The newly discovered evidence consists of a theory or fact based on the type of loop that was used by decedent in the rope by which he was strangled. Contrary to the proof on the trial that the rope was to be released by pulling one or the other end of it, appellant has now discovered that the loop used would hold only while external pressure, such as by the hand, was being applied to it. Thus, as decedent approached unconsciousness his hand would fall away from the rope or loop, thereby effecting release and a termination of the suspension.
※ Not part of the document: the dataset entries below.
use crate::game_state::chess_types::{Square, SquareSet};
use crate::moves::bishop_moves::bishop_attacks;
use crate::moves::rook_moves::rook_attacks;

#[inline]
pub fn queen_attacks(square: Square, occupancy: SquareSet) -> SquareSet {
    bishop_attacks(square, occupancy) | rook_attacks(square, occupancy)
}
use crate::game_state::chess_types::{Square, SquareSet};

pub const ROOK_DIRECTIONS: [(i8, i8); 4] = [(0, 1), (0, -1), (1, 0), (-1, 0)];

/// Squares a rook on `square` reaches, including the first blocker on each ray.
#[inline]
pub fn rook_attacks(square: Square, occupancy: SquareSet) -> SquareSet {
    ROOK_DIRECTIONS
        .iter()
        .fold(0u64, |acc, &(d_row, d_col)| {
            acc | trace_ray(square, d_row, d_col, occupancy)
        })
}

/// Walks one direction until the board edge or the first occupied square.
pub(crate) fn trace_ray(square: Square, d_row: i8, d_col: i8, occupancy: SquareSet) -> SquareSet {
    let mut attacks = 0u64;
    let mut current = square.offset(d_row, d_col);

    while let Some(target) = current {
        let bit = target.bit();
        attacks |= bit;

        if (occupancy & bit) != 0 {
            break;
        }

        current = target.offset(d_row, d_col);
    }

    attacks
}

#[cfg(test)]
mod tests {
    use super::rook_attacks;
    use crate::game_state::chess_types::Square;

    fn sq(row: u8, col: u8) -> Square {
        Square::new(row, col).unwrap()
    }

    #[test]
    fn rook_on_empty_board_sees_fourteen_squares() {
        assert_eq!(rook_attacks(sq(4, 3), 0).count_ones(), 14);
    }

    #[test]
    fn rook_blocker_stops_ray() {
        let blocker = sq(4, 0).bit();
        let attacks = rook_attacks(sq(7, 0), blocker);

        assert_ne!(attacks & sq(4, 0).bit(), 0);
        assert_eq!(attacks & sq(3, 0).bit(), 0);
    }
}
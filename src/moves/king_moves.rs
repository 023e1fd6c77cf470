//! King attack tables.
//!
//! The attack set is the eight neighbouring squares; castling is a move, never
//! an attack, and is generated in `move_generation::castling`.

use crate::game_state::chess_types::{Square, SquareSet};

pub const KING_ATTACKS: [SquareSet; 64] = generate_king_attacks();

#[inline]
pub const fn king_attacks(square: Square) -> SquareSet {
    KING_ATTACKS[square.index() as usize]
}

const fn generate_king_attacks() -> [SquareSet; 64] {
    let mut table = [0u64; 64];
    let mut sq = 0usize;

    while sq < 64 {
        let row = (sq / 8) as i32;
        let col = (sq % 8) as i32;
        let mut attacks = 0u64;

        attacks |= set_if_valid(row - 1, col - 1);
        attacks |= set_if_valid(row - 1, col);
        attacks |= set_if_valid(row - 1, col + 1);
        attacks |= set_if_valid(row, col - 1);
        attacks |= set_if_valid(row, col + 1);
        attacks |= set_if_valid(row + 1, col - 1);
        attacks |= set_if_valid(row + 1, col);
        attacks |= set_if_valid(row + 1, col + 1);

        table[sq] = attacks;
        sq += 1;
    }

    table
}

const fn set_if_valid(row: i32, col: i32) -> SquareSet {
    if row < 0 || row > 7 || col < 0 || col > 7 {
        return 0;
    }

    1u64 << ((row as usize) * 8 + (col as usize))
}
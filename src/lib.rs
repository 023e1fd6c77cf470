//! Crate root module declarations for the chatur chess rules engine.
//!
//! The engine validates and applies moves for a chess variant in which the
//! second rank alternates pawns with chaturs, pieces that step diagonally
//! forward and capture straight ahead. Subsystems are grouped the same way
//! throughout: value types and the game state machine, per-piece attack
//! tables, legal move generation, and utilities for diagrams, rendering and
//! random self-play.

pub mod errors;

pub mod game_state {
    pub mod board;
    pub mod chess_rules;
    pub mod chess_types;
    pub mod game_state;
    pub mod game_status;
}

pub mod moves {
    pub mod bishop_moves;
    pub mod chatur_moves;
    pub mod king_moves;
    pub mod knight_moves;
    pub mod pawn_moves;
    pub mod queen_moves;
    pub mod rook_moves;
}

pub mod move_generation {
    pub mod castling;
    pub mod legal_move_apply;
    pub mod legal_move_checks;
    pub mod legal_move_generator;
    pub mod legal_move_shared;
    pub mod legal_moves_bishop;
    pub mod legal_moves_chatur;
    pub mod legal_moves_king;
    pub mod legal_moves_knight;
    pub mod legal_moves_pawn;
    pub mod legal_moves_queen;
    pub mod legal_moves_rook;
    pub mod perft;
}

pub mod utils {
    pub mod placement;
    pub mod playout;
    pub mod render_game_state;
}

pub use errors::ChessErrors;
pub use game_state::chess_types::{
    Board, CastleSide, Color, GameState, GameStatus, Move, Piece, PieceKind, Square,
};
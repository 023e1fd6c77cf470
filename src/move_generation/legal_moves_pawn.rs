use crate::game_state::chess_types::*;
use crate::move_generation::legal_move_shared::push_targets;
use crate::moves::pawn_moves::pawn_attacks;

/// Forward pushes onto empty squares, the double push from the starting row,
/// and diagonal captures. There is no en-passant.
pub fn generate_pawn_moves(board: &Board, from: Square, piece: Piece, out: &mut Vec<Move>) {
    let side = piece.color;
    let forward = side.forward();

    if let Some(one_step) = from.offset(forward, 0) {
        if board.is_empty(one_step) {
            out.push(Move::new(from, one_step));

            if from.row() == side.pawn_row() {
                if let Some(two_step) = one_step.offset(forward, 0) {
                    if board.is_empty(two_step) {
                        out.push(Move::new(from, two_step));
                    }
                }
            }
        }
    }

    let enemy_occ = board.occupancy(side.opposite());
    push_targets(from, pawn_attacks(side, from) & enemy_occ, out);
}

#[cfg(test)]
mod tests {
    use super::generate_pawn_moves;
    use crate::game_state::chess_types::*;
    use crate::utils::placement::parse_placement;

    fn sq(row: u8, col: u8) -> Square {
        Square::new(row, col).unwrap()
    }

    fn targets(board: &Board, from: Square) -> Vec<Square> {
        let mut out = Vec::new();
        generate_pawn_moves(board, from, board.get(from).unwrap(), &mut out);
        let mut squares: Vec<_> = out.iter().map(|mv| mv.to).collect();
        squares.sort();
        squares
    }

    #[test]
    fn pawn_on_starting_row_has_single_and_double_push() {
        let board = Board::starting_position();
        assert_eq!(targets(&board, sq(6, 4)), vec![sq(4, 4), sq(5, 4)]);
    }

    #[test]
    fn blocked_pawn_cannot_jump() {
        let board = parse_placement("4k3/8/8/8/8/4n3/4P3/4K3").unwrap();
        assert!(targets(&board, sq(6, 4)).is_empty());
    }

    #[test]
    fn double_push_needs_both_squares_empty() {
        let board = parse_placement("4k3/8/8/8/4n3/8/4P3/4K3").unwrap();
        assert_eq!(targets(&board, sq(6, 4)), vec![sq(5, 4)]);
    }

    #[test]
    fn double_push_only_depends_on_the_row() {
        let mut board = Board::starting_position();
        let pawn = board.get(sq(6, 4)).unwrap();
        board.set(sq(6, 4), Some(pawn.moved()));
        assert_eq!(targets(&board, sq(6, 4)), vec![sq(4, 4), sq(5, 4)]);
    }

    #[test]
    fn pawn_captures_diagonally_only_onto_enemies() {
        let board = parse_placement("4k3/8/8/8/8/3p1N2/4P3/4K3").unwrap();
        assert_eq!(targets(&board, sq(6, 4)), vec![sq(4, 4), sq(5, 3), sq(5, 4)]);
    }

    fn mirrored(board: &Board) -> Board {
        board.pieces().fold(Board::empty(), |acc, (square, piece)| {
            let flipped = Piece {
                color: piece.color.opposite(),
                ..piece
            };
            acc.with(sq(7 - square.row(), square.col()), flipped)
        })
    }

    #[test]
    fn black_pawn_mirrors_white() {
        for placement in [
            "rnbqkbnr/pcpcpcpc/8/8/8/8/PCPCPCPC/RNBQKBNR",
            "4k3/8/8/8/4n3/3p1N2/4P3/4K3",
            "4k3/8/2r1b3/3P4/8/8/8/4K3",
        ] {
            let board = parse_placement(placement).unwrap();
            let flipped = mirrored(&board);

            for (from, piece) in board.pieces_of(Color::White) {
                if piece.kind != PieceKind::Pawn {
                    continue;
                }
                let mut white: Vec<_> = targets(&board, from)
                    .iter()
                    .map(|s| sq(7 - s.row(), s.col()))
                    .collect();
                white.sort();
                let black = targets(&flipped, sq(7 - from.row(), from.col()));
                assert_eq!(white, black, "{placement} {from}");
            }
        }
    }
}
The essence of the new evidence is by way of proof of a greater or more efficient fail-sefe technique. The point of the motion and the affidavits filed in support of it is that a loop which holds only while external pressure is being applied to it is much more apt to effect release than the technique described on the trial. The degree of efficiency of the fail-safe was inherent in, and essential to the issue of accidental means presented to the jury on the trial, and it is clear that there was no claim that the fail-safe or escape route was perfect in operation under either technique. The design was for strangulation to the point of unconsciousness, and then escape or relief, but, of course, the ultimate fact was not escape, but death. Nevertheless, it cannot be doubted that the newly discovered modus operandi of the noose demonstrates a far more efficient approach to the activity in question.
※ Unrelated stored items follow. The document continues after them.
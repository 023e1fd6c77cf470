use crate::game_state::chess_types::*;
use crate::move_generation::legal_move_shared::push_targets;
use crate::moves::knight_moves::knight_attacks;

pub fn generate_knight_moves(board: &Board, from: Square, piece: Piece, out: &mut Vec<Move>) {
    let own_occ = board.occupancy(piece.color);
    push_targets(from, knight_attacks(from) & !own_occ, out);
}

#[cfg(test)]
mod tests {
    use super::generate_knight_moves;
    use crate::game_state::chess_types::*;

    #[test]
    fn starting_knight_skips_own_chatur() {
        let board = Board::starting_position();
        let from = Square::new(7, 1).unwrap();
        let mut out = Vec::new();
        generate_knight_moves(&board, from, board.get(from).unwrap(), &mut out);
        let targets: Vec<_> = out.iter().map(|mv| mv.to).collect();
        assert_eq!(
            targets,
            vec![Square::new(5, 0).unwrap(), Square::new(5, 2).unwrap()]
        );
    }
}
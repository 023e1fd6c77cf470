use tracing::debug;

use crate::errors::ChessErrors;
use crate::game_state::chess_types::*;
use crate::move_generation::castling::castle_squares;

/// Board produced by applying one move, with what it moved and captured.
#[derive(Debug, Clone, Copy, PartialEq, Eq)]
pub struct AppliedMove {
    pub board: Board,
    pub moved: Piece,
    pub captured: Option<Piece>,
}

impl AppliedMove {
    /// Promotion the move triggered, if a pawn or chatur reached the far row.
    pub fn promotion(&self, to: Square) -> Option<PendingPromotion> {
        (self.moved.kind.promotes() && to.row() == self.moved.color.promotion_row()).then_some(
            PendingPromotion {
                square: to,
                color: self.moved.color,
            },
        )
    }
}

/// Applies `mv` to a copy of `board`. Legality is not checked here.
///
/// The moved piece (and the rook of a castle) is marked as moved. A pawn or
/// chatur reaching the far row stays what it is until a promotion is chosen.
pub fn apply_move(board: &Board, mv: Move) -> Result<AppliedMove, ChessErrors> {
    let mut next = *board;

    let moved = next.take(mv.from).ok_or(ChessErrors::EmptySquare(mv.from))?;
    let captured = next.take(mv.to);
    next.set(mv.to, Some(moved.moved()));

    if let Some(side) = mv.castling {
        let squares = castle_squares(moved.color, side);
        let rook = next
            .take(squares.rook_from)
            .filter(|rook| rook.kind == PieceKind::Rook)
            .ok_or(ChessErrors::IllegalMove {
                from: mv.from,
                to: mv.to,
            })?;
        next.set(squares.rook_to, Some(rook.moved()));
        debug!(color = ?moved.color, ?side, "castled");
    }

    Ok(AppliedMove {
        board: next,
        moved,
        captured,
    })
}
Ordinarily on an appeal of this kind, where the motion for relief was based on the ground of newly discovered evidence, the decision of the District Court is reviewed from the standpoint that it rested on sound discretion and will be reversed only where that discretion was abused. And, as the District Court noted, when considering a motion of this kind the burden is on the movant to show that the failure to produce the evidence at the trial was not caused by any lack of diligence, and that it is more than merely cumulative. See English v. Mattson, 5 Cir., 1954, 214 F.2d 406; Chemical Delinting Co. v. Jackson, 5 Cir., 1951, 193 F.2d 123; and Taylor v. Reo Motors, Inc., 10 Cir., 1960, 275 F.2d 699. However, the court here, instead of testing the motion by these rules, concluded that movant had only presented a different opinion based upon facts which had been presented on the original trial. Relief was then denied on the ground that no newly discovered evidence had been offered. We disagree, and hold that the District Court was in error in this view.
This was an error of law in that it amounted to an application of an incorrect standard. Williams v. Nichols, 4 Cir., 1959, 266 F.2d 389. Appellant is entitled to have her motion considered on the basis that the newly discovered evidence asserted was a fact and not a mere opinion, and the judgment of the District Court must be vacated so that this may be done. Reconsideration on this basis will, of course, rest within the sound discretion of the District Court.
Vacated and remanded for further proceedings not inconsistent herewith.